Tainted Products in US
Food Supply Come
From Variety of Sources
By Darlene Superville
Associated Press Writer
9-11-98

 
 
WASHINGTON (AP) -- A shipment of imported frozen fish rejected by government inspectors in 1996 was found, after closer examination, to be from a batch that officials had turned away two years earlier because it was tainted by salmonella, botulism and filth.
 
But rather than destroy the shipment, the company kept the fish and tried to import it again in what a Senate panel learned Thursday is one of several ways that crooked importers get tainted food into the country and onto the dinner plates of unsuspecting Americans.
 
"That fish could have killed someone," said Sen.

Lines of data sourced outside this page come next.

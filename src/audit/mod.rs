//! Audit log — operation history stored alongside the vault.
//!
//! Every vault operation (create, unlock, add, delete, export, ...) is
//! recorded in the `audit_log` table of the vault database.  Entries hold
//! the action, the affected entry id and a short detail string; never a
//! password, note or key.
//!
//! Writing is fire-and-forget: a failed insert is traced and otherwise
//! ignored so auditing can never break the operation being audited.

use chrono::{DateTime, Utc};
use rusqlite::Connection;
use tracing::warn;

use crate::errors::{Result, VaultError};
use crate::storage::{format_timestamp, timestamp_now};

/// A single audit log entry.
#[derive(Debug, Clone)]
pub struct AuditEntry {
    pub id: i64,
    pub timestamp: DateTime<Utc>,
    pub action: String,
    pub resource_id: Option<i64>,
    pub details: Option<String>,
}

/// Audit log view over an open vault connection.
pub struct AuditLog<'c> {
    conn: &'c Connection,
}

impl<'c> AuditLog<'c> {
    pub fn new(conn: &'c Connection) -> Self {
        Self { conn }
    }

    /// Create the table if it doesn't exist.
    pub fn ensure_table(&self) -> Result<()> {
        self.conn.execute_batch(
            "CREATE TABLE IF NOT EXISTS audit_log (
                id          INTEGER PRIMARY KEY AUTOINCREMENT,
                action      TEXT NOT NULL,
                resource_id INTEGER,
                details     TEXT,
                created_at  TEXT NOT NULL
            );",
        )?;
        Ok(())
    }

    /// Record an operation. Errors are traced, never returned.
    pub fn log(&self, action: &str, resource_id: Option<i64>, details: Option<&str>) {
        let now = timestamp_now();
        if let Err(e) = self.conn.execute(
            "INSERT INTO audit_log (action, resource_id, details, created_at)
             VALUES (?1, ?2, ?3, ?4)",
            rusqlite::params![action, resource_id, details, now],
        ) {
            warn!(action, error = %e, "failed to write audit entry");
        }
    }

    /// Query recent audit entries.
    ///
    /// - `limit`: maximum number of entries to return (most recent first).
    /// - `since`: if provided, only return entries at or after this time.
    pub fn query(&self, limit: usize, since: Option<DateTime<Utc>>) -> Result<Vec<AuditEntry>> {
        let limit_i64 = i64::try_from(limit).unwrap_or(i64::MAX);
        let since_text = since.map(format_timestamp);

        let mut stmt = self
            .conn
            .prepare(
                "SELECT id, created_at, action, resource_id, details
                 FROM audit_log
                 WHERE ?1 IS NULL OR created_at >= ?1
                 ORDER BY id DESC
                 LIMIT ?2",
            )
            .map_err(|e| VaultError::Audit(format!("query prepare: {e}")))?;

        let rows = stmt
            .query_map(rusqlite::params![since_text, limit_i64], |row| {
                let ts_str: String = row.get(1)?;
                let timestamp = DateTime::parse_from_rfc3339(&ts_str)
                    .map_or_else(|_| Utc::now(), |dt| dt.with_timezone(&Utc));

                Ok(AuditEntry {
                    id: row.get(0)?,
                    timestamp,
                    action: row.get(2)?,
                    resource_id: row.get(3)?,
                    details: row.get(4)?,
                })
            })
            .map_err(|e| VaultError::Audit(format!("query exec: {e}")))?;

        let mut entries = Vec::new();
        for row in rows {
            entries.push(row.map_err(|e| VaultError::Audit(format!("row parse: {e}")))?);
        }

        Ok(entries)
    }
}

#[cfg(test)]
mod tests {
    use super::*;

    fn open_log() -> Connection {
        let conn = Connection::open_in_memory().unwrap();
        AuditLog::new(&conn).ensure_table().unwrap();
        conn
    }

    #[test]
    fn log_and_query_roundtrip() {
        let conn = open_log();
        let audit = AuditLog::new(&conn);

        audit.log("add", Some(1), None);
        audit.log("add", Some(2), None);
        audit.log("delete", Some(1), None);

        let entries = audit.query(10, None).unwrap();
        assert_eq!(entries.len(), 3);

        // Most recent first.
        assert_eq!(entries[0].action, "delete");
        assert_eq!(entries[0].resource_id, Some(1));
        assert_eq!(entries[1].action, "add");
        assert_eq!(entries[2].action, "add");
    }

    #[test]
    fn query_with_limit() {
        let conn = open_log();
        let audit = AuditLog::new(&conn);

        for i in 0..10 {
            audit.log("add", Some(i), None);
        }

        let entries = audit.query(3, None).unwrap();
        assert_eq!(entries.len(), 3);
    }

    #[test]
    fn query_with_since_filter() {
        let conn = open_log();
        let audit = AuditLog::new(&conn);

        audit.log("unlock", None, None);

        let past = Utc::now() - chrono::Duration::hours(1);
        assert_eq!(audit.query(10, Some(past)).unwrap().len(), 1);

        let future = Utc::now() + chrono::Duration::hours(1);
        assert!(audit.query(10, Some(future)).unwrap().is_empty());
    }

    #[test]
    fn log_records_details() {
        let conn = open_log();
        let audit = AuditLog::new(&conn);

        audit.log("export", None, Some("3 entries"));

        let entries = audit.query(1, None).unwrap();
        assert_eq!(entries[0].action, "export");
        assert!(entries[0].resource_id.is_none());
        assert_eq!(entries[0].details.as_deref(), Some("3 entries"));
    }

    #[test]
    fn log_without_table_does_not_panic() {
        let conn = Connection::open_in_memory().unwrap();
        AuditLog::new(&conn).log("add", Some(1), None);
    }
}
use std::path::{Path, PathBuf};

use serde::{Deserialize, Serialize};

use crate::errors::{Result, VaultError};
use crate::generator::GeneratorOptions;

/// Vault-level configuration, loaded from `<vault_dir>/config.toml`.
///
/// Every field has a default so PassVault works without any config
/// file at all.  Key derivation parameters are fixed and deliberately
/// absent here.
#[derive(Debug, Clone, Serialize, Deserialize)]
pub struct Settings {
    /// Database file name, relative to the vault directory.
    #[serde(default = "default_database_file")]
    pub database_file: String,

    /// Shortest master password accepted by `init`.
    #[serde(default = "default_min_password_length")]
    pub min_password_length: usize,

    /// Defaults for `passvault generate` and `add --generate`.
    #[serde(default)]
    pub generator: GeneratorOptions,
}

// ── Serde default helpers ────────────────────────────────────────────

fn default_database_file() -> String {
    "vault.db".to_string()
}

fn default_min_password_length() -> usize {
    8
}

// ── Implementation ───────────────────────────────────────────────────

impl Default for Settings {
    fn default() -> Self {
        Self {
            database_file: default_database_file(),
            min_password_length: default_min_password_length(),
            generator: GeneratorOptions::default(),
        }
    }
}

impl Settings {
    /// Name of the config file inside the vault directory.
    pub const FILE_NAME: &'static str = "config.toml";

    /// Load settings from `<vault_dir>/config.toml`.
    ///
    /// If the file does not exist, defaults are returned.
    /// If the file exists but cannot be parsed, an error is returned.
    pub fn load(vault_dir: &Path) -> Result<Self> {
        let config_path = vault_dir.join(Self::FILE_NAME);

        if !config_path.exists() {
            return Ok(Self::default());
        }

        let contents = std::fs::read_to_string(&config_path)?;

        let settings: Settings = toml::from_str(&contents).map_err(|e| {
            VaultError::Config(format!("Failed to parse {}: {e}", config_path.display()))
        })?;

        Ok(settings)
    }

    /// Full path to the vault database.
    ///
    /// Example: `~/.passvault/vault.db`
    pub fn database_path(&self, vault_dir: &Path) -> PathBuf {
        vault_dir.join(&self.database_file)
    }
}

// ── Tests ────────────────────────────────────────────────────────────

#[cfg(test)]
mod tests {
    use super::*;
    use std::fs;
    use tempfile::TempDir;

    #[test]
    fn default_settings_are_sensible() {
        let s = Settings::default();
        assert_eq!(s.database_file, "vault.db");
        assert_eq!(s.min_password_length, 8);
        assert_eq!(s.generator, GeneratorOptions::default());
    }

    #[test]
    fn load_returns_defaults_when_no_config_file() {
        let tmp = TempDir::new().unwrap();
        let settings = Settings::load(tmp.path()).unwrap();
        assert_eq!(settings.database_file, "vault.db");
    }

    #[test]
    fn load_parses_toml_file() {
        let tmp = TempDir::new().unwrap();
        let config = r#"
database_file = "personal.db"
min_password_length = 12

[generator]
length = 24
symbols = false
exclude_ambiguous = true
"#;
        fs::write(tmp.path().join("config.toml"), config).unwrap();

        let settings = Settings::load(tmp.path()).unwrap();
        assert_eq!(settings.database_file, "personal.db");
        assert_eq!(settings.min_password_length, 12);
        assert_eq!(settings.generator.length, 24);
        assert!(!settings.generator.symbols);
        assert!(settings.generator.exclude_ambiguous);
        // Unset generator fields keep their defaults.
        assert!(settings.generator.lowercase);
        assert!(settings.generator.exclude_similar);
    }

    #[test]
    fn load_uses_defaults_for_missing_fields() {
        let tmp = TempDir::new().unwrap();
        fs::write(tmp.path().join("config.toml"), "min_password_length = 10\n").unwrap();

        let settings = Settings::load(tmp.path()).unwrap();
        assert_eq!(settings.min_password_length, 10);
        assert_eq!(settings.database_file, "vault.db");
        assert_eq!(settings.generator.length, 16);
    }

    #[test]
    fn load_errors_on_invalid_toml() {
        let tmp = TempDir::new().unwrap();
        fs::write(tmp.path().join("config.toml"), "not valid {{toml").unwrap();

        let result = Settings::load(tmp.path());
        assert!(matches!(result, Err(VaultError::Config(_))));
    }

    #[test]
    fn database_path_joins_vault_dir() {
        let s = Settings {
            database_file: "work.db".to_string(),
            ..Settings::default()
        };
        let path = s.database_path(Path::new("/home/user/.passvault"));
        assert_eq!(path, PathBuf::from("/home/user/.passvault/work.db"));
    }
}
//! The vault lifecycle and the operations of an unlocked session.
//!
//! `Vault` owns the storage and, while unlocked, a `Session` holding the
//! master key.  State moves like this:
//!
//! ```text
//! Uninitialized --create_master_password--> Unlocked
//! Locked        --unlock(ok)--------------> Unlocked
//! Locked        --unlock(wrong)-----------> Locked
//! Unlocked      --lock--------------------> Locked
//! any           --close-------------------> (consumed)
//! ```
//!
//! Every data operation checks the session first and fails with
//! `NotUnlocked` before touching storage.  Dropping the session drops
//! the `MasterKey`, which zeroes its bytes.

use std::cell::Cell;
use std::fs;
use std::path::Path;

use chrono::{DateTime, Utc};
use tracing::{debug, info, warn};
use zeroize::Zeroizing;

use super::entry::{EntrySummary, NewEntry, PasswordEntry, SearchParams};
use super::records::{open_entry, seal_entry};
use super::transfer::{open_export, seal_export, write_export_file};
use crate::audit::AuditEntry;
use crate::crypto::{create_test_vector, derive_master_key, generate_salt, verify_key, MasterKey};
use crate::errors::{Result, VaultError};
use crate::generator::{self, GeneratorOptions};
use crate::storage::{SqliteStorage, Storage};

/// Configuration key holding the KDF salt.
pub const SALT_KEY: &str = "salt";

/// Configuration key holding the encrypted test vector.
pub const TEST_VECTOR_KEY: &str = "test_vector";

/// Where a vault is in its lifecycle.
#[derive(Debug, Clone, Copy, PartialEq, Eq)]
pub enum VaultState {
    /// No salt has been stored yet.
    Uninitialized,
    Locked,
    Unlocked,
}

impl std::fmt::Display for VaultState {
    fn fmt(&self, f: &mut std::fmt::Formatter<'_>) -> std::fmt::Result {
        let label = match self {
            VaultState::Uninitialized => "uninitialized",
            VaultState::Locked => "locked",
            VaultState::Unlocked => "unlocked",
        };
        f.write_str(label)
    }
}

/// An authenticated session.  Exists only while the vault is unlocked.
struct Session {
    key: MasterKey,
}

/// A password vault over some `Storage`.
///
/// All transitions take `&mut self`, so a single `Vault` value can never
/// be locked while a read is still using its key.  To share one across
/// threads, wrap it in a `Mutex`.
pub struct Vault<S: Storage = SqliteStorage> {
    storage: S,
    session: Option<Session>,
    initialized: bool,
    last_activity: Cell<DateTime<Utc>>,
}

impl Vault<SqliteStorage> {
    /// Open (or create) the vault database at `path`.  The vault starts
    /// out Locked, or Uninitialized if no master password exists yet.
    pub fn open(path: &Path) -> Result<Self> {
        Self::with_storage(SqliteStorage::open(path)?)
    }
}

impl<S: Storage> Vault<S> {
    /// Wrap an already opened store.
    pub fn with_storage(storage: S) -> Result<Self> {
        let initialized = storage.get_config(SALT_KEY)?.is_some();
        Ok(Self {
            storage,
            session: None,
            initialized,
            last_activity: Cell::new(Utc::now()),
        })
    }

    pub fn state(&self) -> VaultState {
        match (&self.session, self.initialized) {
            (Some(_), _) => VaultState::Unlocked,
            (None, true) => VaultState::Locked,
            (None, false) => VaultState::Uninitialized,
        }
    }

    pub fn is_locked(&self) -> bool {
        self.session.is_none()
    }

    /// Time of the last successful operation on an unlocked vault.
    pub fn last_activity(&self) -> DateTime<Utc> {
        self.last_activity.get()
    }

    // ------------------------------------------------------------------
    // Lifecycle
    // ------------------------------------------------------------------

    /// Set up a brand-new vault and unlock it.
    ///
    /// The salt and test vector are written in one transaction.  A vault
    /// that already has a salt is never re-initialized.
    pub fn create_master_password(&mut self, password: &str) -> Result<()> {
        if self.initialized || self.storage.get_config(SALT_KEY)?.is_some() {
            return Err(VaultError::AlreadyInitialized);
        }

        let salt = generate_salt();
        let key = derive_master_key(password.as_bytes(), &salt)?;
        let test_vector = create_test_vector(&key)?;

        self.storage
            .put_config_batch(&[
                (SALT_KEY, salt.as_slice()),
                (TEST_VECTOR_KEY, test_vector.as_slice()),
            ])?;

        self.initialized = true;
        self.session = Some(Session { key });
        self.touch();

        self.storage.log_event("create", None, None);
        info!("vault created");
        Ok(())
    }

    /// Verify `password` against the stored test vector and, on success,
    /// hold the derived key.
    ///
    /// Any previous session is discarded first, so a failed unlock always
    /// leaves the vault Locked.
    pub fn unlock(&mut self, password: &str) -> Result<()> {
        self.session = None;

        let salt = self
            .storage
            .get_config(SALT_KEY)?
            .ok_or(VaultError::NotInitialized)?;
        self.initialized = true;

        let key = derive_master_key(password.as_bytes(), &salt)?;

        let Some(test_vector) = self.storage.get_config(TEST_VECTOR_KEY)? else {
            warn!("vault has a salt but no test vector");
            self.storage
                .log_event("unlock-failed", None, Some("missing test vector"));
            return Err(VaultError::InvalidCredential);
        };

        if let Err(e) = verify_key(&key, &test_vector) {
            warn!("unlock failed: invalid master password");
            self.storage.log_event("unlock-failed", None, None);
            return Err(e);
        }

        self.session = Some(Session { key });
        self.touch();

        self.storage.log_event("unlock", None, None);
        info!("vault unlocked");
        Ok(())
    }

    /// Discard the master key.  Locking a locked vault is a no-op.
    pub fn lock(&mut self) {
        if self.session.take().is_some() {
            info!("vault locked");
        }
    }

    /// Lock, then release the underlying store.
    pub fn close(mut self) -> Result<()> {
        self.lock();
        self.storage.close()?;
        debug!("vault closed");
        Ok(())
    }

    // ------------------------------------------------------------------
    // Records
    // ------------------------------------------------------------------

    /// Encrypt and store a new entry, returning its id.
    pub fn add_password(&mut self, entry: &NewEntry) -> Result<i64> {
        let key = self.key()?;
        validate(entry)?;

        let sealed = seal_entry(key, entry)?;
        let id = self.storage.insert_entry(&sealed)?;
        self.touch();

        self.storage.log_event("add", Some(id), None);
        debug!(id, "entry added");
        Ok(id)
    }

    /// Fetch and decrypt a single entry.
    pub fn get_password(&self, id: i64) -> Result<PasswordEntry> {
        let key = self.key()?;
        let stored = self
            .storage
            .get_entry(id)?
            .ok_or(VaultError::EntryNotFound(id))?;
        let entry = open_entry(key, &stored)?;
        self.touch();
        Ok(entry)
    }

    /// Metadata for every entry, ordered by title.  Nothing is decrypted.
    pub fn get_all_passwords(&self) -> Result<Vec<EntrySummary>> {
        self.key()?;
        let entries = self.storage.list_entries()?;
        self.touch();
        Ok(entries)
    }

    /// Replace every field of entry `id`.
    pub fn update_password(&mut self, id: i64, entry: &NewEntry) -> Result<()> {
        let key = self.key()?;
        validate(entry)?;

        let sealed = seal_entry(key, entry)?;
        if !self.storage.update_entry(id, &sealed)? {
            return Err(VaultError::EntryNotFound(id));
        }
        self.touch();

        self.storage.log_event("update", Some(id), None);
        debug!(id, "entry updated");
        Ok(())
    }

    pub fn delete_password(&mut self, id: i64) -> Result<()> {
        self.key()?;
        if !self.storage.delete_entry(id)? {
            return Err(VaultError::EntryNotFound(id));
        }
        self.touch();

        self.storage.log_event("delete", Some(id), None);
        debug!(id, "entry deleted");
        Ok(())
    }

    /// Filtered, sorted, paginated metadata.  Nothing is decrypted.
    pub fn search_passwords(&self, params: &SearchParams) -> Result<Vec<EntrySummary>> {
        self.key()?;
        let entries = self.storage.search_entries(params)?;
        self.touch();
        Ok(entries)
    }

    // ------------------------------------------------------------------
    // Export / import
    // ------------------------------------------------------------------

    /// Write every entry to an encrypted export file at `path`.
    ///
    /// Overwrites an existing file; callers that care check first.
    pub fn export_vault(&self, path: &Path) -> Result<usize> {
        let key = self.key()?;
        let entries = self.storage.export_entries()?;
        let contents = seal_export(key, &entries)?;
        write_export_file(path, &contents)?;
        self.touch();

        let count = entries.len();
        self.storage
            .log_event("export", None, Some(&format!("{count} entries")));
        info!(count, path = %path.display(), "vault exported");
        Ok(count)
    }

    /// Add every entry of an export file as a new entry.
    ///
    /// Existing entries are untouched.  Either all entries are imported
    /// or none are.
    pub fn import_vault(&mut self, path: &Path) -> Result<usize> {
        let key = self.key()?;
        let contents = Zeroizing::new(fs::read_to_string(path)?);
        let entries = open_export(key, &contents)?;

        let count = self.storage.import_entries(&entries)?;
        self.touch();

        self.storage
            .log_event("import", None, Some(&format!("{count} entries")));
        info!(count, path = %path.display(), "vault imported");
        Ok(count)
    }

    // ------------------------------------------------------------------
    // Misc
    // ------------------------------------------------------------------

    /// Most recent audit events first.
    pub fn audit_log(&self, limit: usize, since: Option<DateTime<Utc>>) -> Result<Vec<AuditEntry>> {
        self.key()?;
        self.storage.audit_events(limit, since)
    }

    /// Generate a random password.  Works in any state.
    pub fn generate_password(&self, options: &GeneratorOptions) -> Result<Zeroizing<String>> {
        generator::generate_password(options)
    }

    fn key(&self) -> Result<&MasterKey> {
        self.session
            .as_ref()
            .map(|session| &session.key)
            .ok_or(VaultError::NotUnlocked)
    }

    fn touch(&self) {
        self.last_activity.set(Utc::now());
    }
}

impl<S: Storage> std::fmt::Debug for Vault<S> {
    fn fmt(&self, f: &mut std::fmt::Formatter<'_>) -> std::fmt::Result {
        f.debug_struct("Vault")
            .field("state", &self.state())
            .field("last_activity", &self.last_activity.get())
            .finish_non_exhaustive()
    }
}

fn validate(entry: &NewEntry) -> Result<()> {
    if entry.title.trim().is_empty() {
        return Err(VaultError::InvalidEntry("title must not be empty".into()));
    }
    Ok(())
}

Susan Collins, R-Maine, chairman of the Senate Governmental Affairs' permanent subcommittee on investigations.
 
Collins also criticized the punishment imposed on the president of the company -- a year's probation and 50 hours of community service.
 
"Do you think that's really a deterrent?" she asked Richard Hoglund, a deputy assistant commissioner of the U.S. Customs Service. "The penalties are woefully inadequate to deter this kind of fraud that jeopardizes the health and safety of American citizens."
 
Penalties are just one problem, said Lawrence Dyckman, director of food and agriculture issues for the General Accounting Office, the investigative and auditing branch of Congress. The hearing was the third in a series on the safety of the nation's food supply.
 
Dyckman said procedures used by the Food and Drug Administration, which oversees the bulk of the nation's food imports, "provide little assurance" that imports are inspected or that those that violate U.S. safety standards are destroyed or sent out of the country.
 
Problems arise, Dyckman said, because the FDA lets importers keep their shipments throughout the process, enabling some companies to substitute approved goods for rejected products or those awaiting inspection. In some instances, importers ordered to send tainted food out of the United States substitute garbage in those shipments instead, and distribute the unapproved food in America.
 
By contrast, the Department of Agriculture, which handles meat, poultry and some egg products, holds shipments in government-approved inspection facilities until they are released or denied entry. The department also puts an identifying stamp on rejected shipments.
 
Dyckman also said Customs and the FDA often do not coordinate their efforts.
 
A former customs broker, who testified anonymously, said unscrupulous importers look for ports with lax procedures and overworked inspectors. The broker was in the business for nearly 20 years before his recent conviction in an ongoing federal investigation. He is awaiting sentencing.
 
Sen. Richard Durbin, D-Ill., defended the FDA, saying the agency has a "seemingly impossible task" in the face of increasing imports and declining staff.
 
Imported food shipments more than doubled in the past six years, the GAO said. The investigative agency has previously reported that the FDA inspected less than 2 percent of the 2.7 million shipments of fruit, vegetables, seafood and other goods under its watch last year.
 
Durbin said lawmakers must consider spending more money or imposing fees on importers if they are serious about closing loopholes in the system.
 
Collins said she supports increasing the food safety budget but doesn't want to put more money into a broken system.
 
"I think what GAO is saying is as long as those flaws exist in the system ... we can add all the inspectors in the world and we're still going to have a problem," she said.